(a) Any party may serve upon any other party written interrogatories
to be answered in writing by the party served, or if the party served is
a public or private corporation or a partnership or association or
governmental agency, by any authorized officer or agent, who shall
furnish such information as is available to the party. A copy of the
interrogatories, answers, and all related pleadings shall be served on
all parties to the proceeding. Copies of interrogatories and responses
thereto shall not be filed with the Office of Administrative Law Judges
unless the presiding judge so orders, the document is
being offered into evidence, the document is submitted in support of a
motion or a response to a motion, filing is required by a specialized
rule, or there is some other compelling reason for its submission.

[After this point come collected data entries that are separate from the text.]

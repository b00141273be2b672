//! Configuration management for the MeshTether daemon.
//!
//! This module provides TOML-based configuration file loading and saving.
//! The default configuration path is `~/.config/meshtether/config.toml`.
//!
//! Daemon configuration is distinct from user preferences: the config file
//! describes how the daemon runs (paths, worker command, timeouts), while the
//! [`PreferenceStore`](crate::prefs::PreferenceStore) holds the settings a user
//! toggles at runtime (interfaces, notification options).

use std::fs;
use std::path::{Path, PathBuf};
use std::time::Duration;

use anyhow::{Context, Result};
use serde::{Deserialize, Serialize};
use thiserror::Error;

/// Configuration validation errors.
#[derive(Debug, Error, PartialEq)]
pub enum ConfigError {
    #[error("startup_timeout_secs must be between 0 and 600 seconds, got {0}")]
    InvalidStartupTimeout(u64),

    #[error("channel_capacity must be between 1 and 65536, got {0}")]
    InvalidChannelCapacity(usize),

    #[error("worker command must not be empty")]
    EmptyWorkerCommand,

    #[error("access_token must not be empty when set")]
    EmptyAccessToken,

    #[error("log_level must be one of: trace, debug, info, warn, error; got {0}")]
    InvalidLogLevel(String),
}

/// Valid log level values for tracing configuration.
const VALID_LOG_LEVELS: &[&str] = &["trace", "debug", "info", "warn", "error"];

/// Upper bound for the worker startup timeout.
const MAX_STARTUP_TIMEOUT_SECS: u64 = 600;

/// Main configuration structure for the MeshTether daemon.
#[derive(Debug, Clone, Serialize, Deserialize, PartialEq, Default)]
#[serde(default)]
pub struct Config {
    /// General daemon configuration.
    pub daemon: DaemonConfig,

    /// Tethering worker configuration.
    pub worker: WorkerConfig,

    /// State broadcast configuration.
    pub broadcast: BroadcastConfig,
}

/// General daemon configuration.
#[derive(Debug, Clone, Serialize, Deserialize, PartialEq)]
#[serde(default)]
pub struct DaemonConfig {
    /// Directory for daemon data (preferences, logs).
    pub data_dir: PathBuf,

    /// Logging level (trace, debug, info, warn, error).
    pub log_level: String,

    /// Also write a daily rotated log file under `data_dir/logs`.
    pub log_to_file: bool,
}

/// Configuration for the supervised tethering worker.
#[derive(Debug, Clone, Serialize, Deserialize, PartialEq)]
#[serde(default)]
pub struct WorkerConfig {
    /// Program that brings tethering up and reports progress on stdout.
    pub command: String,

    /// Arguments passed to `command`.
    pub args: Vec<String>,

    /// Optional program run to tear tethering down. When unset the worker
    /// process is terminated instead.
    pub stop_command: Option<String>,

    /// Seconds to wait for the worker to report that it started before the
    /// startup is treated as failed (0 = wait forever).
    pub startup_timeout_secs: u64,
}

/// Configuration for the external state broadcast.
#[derive(Debug, Clone, Serialize, Deserialize, PartialEq)]
#[serde(default)]
pub struct BroadcastConfig {
    /// Capability token subscribers must present. Generated at startup when
    /// unset.
    pub access_token: Option<String>,

    /// Capacity of the broadcast channel; slow subscribers lag beyond it.
    pub channel_capacity: usize,
}

impl Default for DaemonConfig {
    fn default() -> Self {
        Self {
            data_dir: default_data_dir(),
            log_level: "info".to_string(),
            log_to_file: false,
        }
    }
}

impl Default for WorkerConfig {
    fn default() -> Self {
        Self {
            command: "/usr/lib/meshtether/tether".to_string(),
            args: vec!["start".to_string()],
            stop_command: None,
            startup_timeout_secs: 30,
        }
    }
}

impl Default for BroadcastConfig {
    fn default() -> Self {
        Self {
            access_token: None,
            channel_capacity: 64,
        }
    }
}

impl WorkerConfig {
    /// Startup timeout as a duration, `None` when disabled.
    pub fn startup_timeout(&self) -> Option<Duration> {
        (self.startup_timeout_secs > 0).then(|| Duration::from_secs(self.startup_timeout_secs))
    }
}

impl DaemonConfig {
    /// Path of the preference file inside the data directory.
    pub fn prefs_path(&self) -> PathBuf {
        self.data_dir.join("prefs.json")
    }

    /// Directory for rotated log files.
    pub fn log_dir(&self) -> PathBuf {
        self.data_dir.join("logs")
    }
}

/// Returns the default configuration file path.
pub fn default_config_path() -> PathBuf {
    dirs::config_dir()
        .unwrap_or_else(|| PathBuf::from("."))
        .join("meshtether")
        .join("config.toml")
}

/// Returns the default data directory path.
fn default_data_dir() -> PathBuf {
    dirs::data_local_dir()
        .unwrap_or_else(|| PathBuf::from("."))
        .join("meshtether")
}

impl Config {
    /// Apply environment variable overrides to the configuration.
    ///
    /// Environment variables take precedence over config file values.
    /// Supported variables:
    /// - MESHTETHER_LOG_LEVEL: Override log level (trace, debug, info, warn, error)
    /// - MESHTETHER_WORKER_COMMAND: Override the worker program
    pub fn apply_env_overrides(&mut self) {
        if let Ok(level) = std::env::var("MESHTETHER_LOG_LEVEL") {
            if !level.is_empty() {
                tracing::info!("Overriding log_level from environment: {}", level);
                self.daemon.log_level = level;
            }
        }

        if let Ok(command) = std::env::var("MESHTETHER_WORKER_COMMAND") {
            if !command.is_empty() {
                tracing::info!("Overriding worker command from environment: {}", command);
                self.worker.command = command;
            }
        }
    }

    /// Validate the configuration values.
    ///
    /// Returns an error if any configuration value is outside the valid range.
    pub fn validate(&self) -> Result<(), ConfigError> {
        if self.worker.startup_timeout_secs > MAX_STARTUP_TIMEOUT_SECS {
            return Err(ConfigError::InvalidStartupTimeout(
                self.worker.startup_timeout_secs,
            ));
        }

        if self.broadcast.channel_capacity == 0 || self.broadcast.channel_capacity > 65536 {
            return Err(ConfigError::InvalidChannelCapacity(
                self.broadcast.channel_capacity,
            ));
        }

        if self.worker.command.trim().is_empty() {
            return Err(ConfigError::EmptyWorkerCommand);
        }

        if let Some(token) = &self.broadcast.access_token {
            if token.trim().is_empty() {
                return Err(ConfigError::EmptyAccessToken);
            }
        }

        let level = self.daemon.log_level.to_lowercase();
        if !VALID_LOG_LEVELS.contains(&level.as_str()) {
            return Err(ConfigError::InvalidLogLevel(self.daemon.log_level.clone()));
        }

        Ok(())
    }

    /// Load configuration from a file.
    ///
    /// If the file does not exist, returns the default configuration.
    /// If the file exists but is invalid TOML, returns an error with
    /// a helpful message.
    pub fn load<P: AsRef<Path>>(path: P) -> Result<Self> {
        let path = path.as_ref();

        if !path.exists() {
            tracing::debug!("Config file not found at {:?}, using defaults", path);
            return Ok(Self::default());
        }

        let contents = fs::read_to_string(path)
            .with_context(|| format!("Failed to read config file: {}", path.display()))?;

        Self::from_toml(&contents)
            .with_context(|| format!("Failed to parse config file: {}", path.display()))
    }

    /// Load configuration from the default path.
    pub fn load_default() -> Result<Self> {
        Self::load(default_config_path())
    }

    /// Parse configuration from a TOML string.
    pub fn from_toml(toml_str: &str) -> Result<Self> {
        toml::from_str(toml_str)
            .map_err(|e| anyhow::anyhow!("Invalid TOML configuration: {}", format_toml_error(&e)))
    }

    /// Save configuration to a file.
    ///
    /// Creates parent directories if they don't exist.
    pub fn save<P: AsRef<Path>>(&self, path: P) -> Result<()> {
        let path = path.as_ref();

        if let Some(parent) = path.parent() {
            fs::create_dir_all(parent).with_context(|| {
                format!("Failed to create config directory: {}", parent.display())
            })?;
        }

        let contents = self.to_toml()?;
        fs::write(path, contents)
            .with_context(|| format!("Failed to write config file: {}", path.display()))?;

        tracing::debug!("Configuration saved to {:?}", path);
        Ok(())
    }

    /// Serialize configuration to a TOML string.
    pub fn to_toml(&self) -> Result<String> {
        toml::to_string_pretty(self).context("Failed to serialize configuration to TOML")
    }
}

/// Format a TOML deserialization error for user-friendly display.
fn format_toml_error(error: &toml::de::Error) -> String {
    let mut msg = error.message().to_string();

    if let Some(span) = error.span() {
        msg.push_str(&format!(" (at position {}..{})", span.start, span.end));
    }

    msg
}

(b) Each interrogatory shall be answered separately and fully in
writing under oath or affirmation, unless it is objected to, in which
event the reasons for objection shall be stated in lieu of an answer.
The answers and objections shall be signed by the person making them.
The party upon whom the interrogatories were served shall serve a copy
of the answer and objections upon all parties to the proceeding within
thirty (30) days after service of the interrogatories, or within such
shorter or longer period as the administrative law judge may allow.
(c) An interrogatory otherwise proper is not necessarily
objectionable merely because an answer to the interrogatory involves an
opinion or contention that relates to fact or the application of law to
fact, but the administrative law judge may order that such an
interrogatory need not be answered until after designated discovery has
been completed or until a prehearing conference or other later time.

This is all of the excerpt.